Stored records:
>>>

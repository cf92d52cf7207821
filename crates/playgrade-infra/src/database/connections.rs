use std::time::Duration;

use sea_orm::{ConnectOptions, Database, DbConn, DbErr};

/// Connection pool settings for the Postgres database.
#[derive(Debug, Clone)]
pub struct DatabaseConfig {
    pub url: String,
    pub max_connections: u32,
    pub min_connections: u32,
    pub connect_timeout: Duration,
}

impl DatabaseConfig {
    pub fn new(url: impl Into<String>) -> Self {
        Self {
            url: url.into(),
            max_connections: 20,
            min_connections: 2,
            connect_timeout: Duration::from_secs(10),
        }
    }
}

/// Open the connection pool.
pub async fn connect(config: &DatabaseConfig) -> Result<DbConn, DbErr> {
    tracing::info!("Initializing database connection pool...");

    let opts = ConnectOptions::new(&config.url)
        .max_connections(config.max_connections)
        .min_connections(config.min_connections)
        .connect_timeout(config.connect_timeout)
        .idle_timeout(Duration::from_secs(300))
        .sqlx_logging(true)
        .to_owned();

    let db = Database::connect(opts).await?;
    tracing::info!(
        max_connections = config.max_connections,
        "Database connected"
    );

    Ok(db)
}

<<<
>>>

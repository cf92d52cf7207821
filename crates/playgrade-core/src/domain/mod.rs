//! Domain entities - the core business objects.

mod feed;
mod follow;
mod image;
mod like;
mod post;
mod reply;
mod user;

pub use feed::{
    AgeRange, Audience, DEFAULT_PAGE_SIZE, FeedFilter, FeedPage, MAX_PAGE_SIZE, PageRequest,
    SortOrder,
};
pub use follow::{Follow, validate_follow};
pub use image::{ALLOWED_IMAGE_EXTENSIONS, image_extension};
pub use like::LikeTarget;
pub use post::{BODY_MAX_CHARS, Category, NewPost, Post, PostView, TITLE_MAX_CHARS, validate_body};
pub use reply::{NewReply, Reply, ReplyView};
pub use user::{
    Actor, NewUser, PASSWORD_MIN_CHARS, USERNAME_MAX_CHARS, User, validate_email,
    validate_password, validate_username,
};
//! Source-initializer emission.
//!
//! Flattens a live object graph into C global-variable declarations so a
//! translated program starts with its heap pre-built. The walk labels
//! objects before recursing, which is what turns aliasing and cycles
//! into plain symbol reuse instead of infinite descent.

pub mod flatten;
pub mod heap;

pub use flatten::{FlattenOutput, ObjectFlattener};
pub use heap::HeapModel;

<<<

Task:
Your reply should hold every line from the data that contains "crates", copied in full.

Finished exercise:
filename crates/playgrade-infra/src/database/connections.rs
filename crates/playgrade-core/src/domain/mod.rs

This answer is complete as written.